If you’ve read any interviews with me, you’ll know that one of my favorite writers is Isak Dinesen. And one of my favorite essays is her “On Mottoes of My Life.”
When I was young, a teenager, I had a green book in which I wrote down memorable quotations. (Which was, I now realize, an activity popular in the nineteenth century, not so much in the twentieth.) I don’t have that book anymore, I don’t know what happened to it. But there are three quotations from it that I remember distinctly.

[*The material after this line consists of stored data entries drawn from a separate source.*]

//! Placeholder inlining for contexts that need standalone SQL text.
//!
//! The parameterized form (`?` placeholders + ordered [`PreparedValue`]s) is
//! always preferred. Inlining exists for logging, fixtures and drivers
//! without prepared statements.
//!
//! String literals are escaped MySQL-style: every backslash is doubled, then
//! every single quote becomes `\'`. Unescaping the literal yields the original
//! string back.

use crate::error::{BuildError, BuildResult};
use crate::value::PreparedValue;

/// Escape `input` for embedding inside a single-quoted SQL literal.
pub fn escape_string(input: &str) -> String {
    let mut out = String::with_capacity(input.len() + 2);
    write_escaped(&mut out, input);
    out
}

fn write_escaped(out: &mut String, input: &str) {
    for ch in input.chars() {
        match ch {
            '\\' => out.push_str("\\\\"),
            '\'' => out.push_str("\\'"),
            _ => out.push(ch),
        }
    }
}

/// Byte offsets of the `?` placeholders in compiled SQL.
///
/// A `?` inside a backtick-quoted identifier is part of the name. Doubled
/// backticks toggle twice, so escaped backticks keep the quoting state.
fn placeholder_offsets(sql: &str) -> impl Iterator<Item = usize> + '_ {
    let mut quoted = false;
    sql.bytes().enumerate().filter_map(move |(i, b)| match b {
        b'`' => {
            quoted = !quoted;
            None
        }
        b'?' if !quoted => Some(i),
        _ => None,
    })
}

/// Count `?` placeholders in compiled SQL.
pub fn count_placeholders(sql: &str) -> usize {
    placeholder_offsets(sql).count()
}

/// Substitutes placeholders with escaped literals.
#[derive(Debug, Clone, Copy, Default)]
pub struct Inliner {
    legacy_bool_literals: bool,
}

impl Inliner {
    pub fn new() -> Self {
        Self::default()
    }

    /// Render booleans as `1'` / `0'` (stray trailing quote) like legacy output.
    pub fn legacy_bool_literals(mut self, enabled: bool) -> Self {
        self.legacy_bool_literals = enabled;
        self
    }

    /// Render a single value as a SQL literal.
    pub fn literal(&self, value: &PreparedValue) -> String {
        let mut out = String::new();
        self.write_literal(&mut out, value);
        out
    }

    fn write_literal(&self, out: &mut String, value: &PreparedValue) {
        match value {
            PreparedValue::Null(_) => out.push_str("NULL"),
            PreparedValue::Integer(n) | PreparedValue::Date(n) => out.push_str(&n.to_string()),
            PreparedValue::Boolean(b) => {
                out.push(if *b { '1' } else { '0' });
                if self.legacy_bool_literals {
                    out.push('\'');
                }
            }
            PreparedValue::Float(n) => out.push_str(&n.to_string()),
            PreparedValue::FilteredString(s)
            | PreparedValue::RawString(s)
            | PreparedValue::Text(s) => {
                out.push('\'');
                write_escaped(out, s);
                out.push('\'');
            }
        }
    }

    /// Replace each `?` in `sql`, left to right, with the matching value.
    ///
    /// The template is scanned once, so a `?` inside a substituted literal is
    /// never consumed as a placeholder. Neither is a `?` inside a quoted
    /// identifier.
    pub fn inline(&self, sql: &str, params: &[PreparedValue]) -> BuildResult<String> {
        let placeholders = count_placeholders(sql);
        if placeholders != params.len() {
            return Err(BuildError::PlaceholderMismatch {
                placeholders,
                params: params.len(),
            });
        }

        let mut out = String::with_capacity(sql.len() + params.len() * 8);
        let mut start = 0;
        for (pos, value) in placeholder_offsets(sql).zip(params) {
            out.push_str(&sql[start..pos]);
            self.write_literal(&mut out, value);
            start = pos + 1;
        }
        out.push_str(&sql[start..]);
        Ok(out)
    }
}
// ==================== Nulls ====================

#[test]
fn test_insert_none_binds_null() {
    let mut b = users();
    b.set_insert_fields(["age %i", "vip %b", "nick %v"])
        .unwrap()
        .insert(values![None::<i32>, None::<bool>, None::<&str>])
        .unwrap();
    let stmt = b.build().unwrap();
    assert_eq!(
        stmt.params(),
        &[
            PreparedValue::Null(crate::SemanticType::Integer),
            PreparedValue::Null(crate::SemanticType::Boolean),
            PreparedValue::Null(crate::SemanticType::RawString),
        ]
    );
    assert_eq!(
        stmt.inline().unwrap(),
        "INSERT INTO `users`(`age`, `vip`, `nick`) VALUES (NULL, NULL, NULL)"
    );
}

#[test]
fn test_update_to_null_inlines_keyword() {
    let mut b = users();
    b.set_update_fields(["nick %s"])
        .unwrap()
        .update([Value::Null])
        .unwrap()
        .filter_id(2)
        .unwrap();
    assert_eq!(
        b.to_sql().unwrap(),
        "UPDATE `users` SET `nick` = NULL WHERE `users`.`id` = 2"
    );
}

// ==================== Quoted identifiers ====================

#[test]
fn test_question_mark_in_alias_is_not_a_placeholder() {
    let mut b = users();
    b.select(["name why?"])
        .unwrap()
        .filter("id %i", "=", 1)
        .unwrap();
    let stmt = b.build().unwrap();
    assert_eq!(stmt.placeholder_count(), stmt.params().len());
    assert_eq!(
        stmt.inline().unwrap(),
        "SELECT `users`.`name` AS `why?` FROM `users` WHERE `users`.`id` = 1"
    );
}

#[test]
fn test_non_finite_float_is_rejected() {
    let mut b = users();
    b.select_raw("*");
    assert!(b.filter("p %f", "=", "inf").unwrap_err().is_format());
    assert!(b.filter("p %f", "=", f64::NAN).unwrap_err().is_format());
    assert_eq!(b.to_sql().unwrap(), "SELECT * FROM `users`");
}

The first one was from Dinesen, a motto that she chose for herself as a teenager, and it was this: “Navigare necesse est, vivere non necesse.” Evidently, this is a quotation from Pompey, who used it to urge his sailors on when they refused to set sail on a stormy sea, to bring grain from Africa to Rome. It means, literally, “It is necessary to sail, it is not necessary to live.” Meaning, it is necessary to set off, even if you’re not at all sure that you’re ever going to arrive. I’ve used this motto several times in my life, to urge myself on to something when I was afraid that I would never actually succeed at it. It was a more elegant way of saying to myself, “For goodness’s sake, just start.”
The next quotation I remember from my book is the following:
“Sail, sayeth the King. Hold, sayeth the wind.”
In other words, all the political powers of the world can command, but they cannot countermand the power of nature itself, or of whatever power lies beyond nature. The power, whether natural or supernatural, that creates our fates, that gives shape and purpose to our lives, that so often allows or does not allow us to set sail.
And the third and final quotation is as follows:
“When two thieves meet, they need no introduction. They recognize each other without question.”
Which I take to mean that people who are in some sense fundamentally alike, not on the surface but underneath, recognize and respond to each other. When I’ve met people who have later become close friends, I have almost immediately known that they were somehow, underneath, like me. And the friendship naturally followed. (Thieves: I have never stolen anything in my life. But thieves are outsiders who observe society, and in that way, writers are also like thieves. And we do steal, don’t we? Not material possessions, but the expressions on people’s faces, place names, particular slants of light, even lines from other writers.)
When Dinesen was in Africa, she took as her motto “Je responderay,” “I will answer,” from the family crest of her lover, Denys Finch-Hatton. Of it, she writes,
“I liked this old motto so much that I asked Denys, an earlier pioneer in African than myself although all we settlers who had come out before the war looked upon ourselves as one family, a kind of Mayflower people if I might have it for my own. He generously made me a present of it and even had a seal cut for me, with the words carved on it. The device was meaningful and dear to me for many reasons, two in particular.
“The first of these was its high valuation of the idea of the answer in itself. For an answer is a rarer thing than is generally imagined. There are many highly intelligent people who have no answer at all in them. A conversation or a correspondence with such persons is nothing but a double monologue you may stroke them or you may strike them, you will get no more echo from them than from a block of wood. And how, then, can you yourself go on speaking?”
I think she’s right; I’ve had many conversations in my life that were double monologues. The person who can hear you and respond to you, that is a precious thing. That is a friend, a fellow-thief.
In her essay, Dinesen writes about losing the farm in Africa, about the death of Finch-Hatton in an airplane crash. That was when she started writing her Seven Gothic Tales. Although she had always told stories: I think of her telling stories to Finch-Hatton, when he would come to her farm after leading a safari creating characters and plots for her lover, like a more fortunate Scheherazade. In her tumultuous life, it was probably useful to be able to hold on, as a sailor might hold on to a floating spar, to a motto such as “Navigare necesse est” or “Je responderay.”
I hope I choose my mottoes as wisely.
Did she – Isak Dinesen – botch the quotation? I doubt it, though I have yet to look it up in her writings. In any case, that isn’t my job, is it? It clearly should have been yours, I’m afraid.
The quotation is exactly as it appears in her essay “On Mottoes of My Life,” reprinted in Daguerreotypes and Other Essays, U of Chicago P, 1979.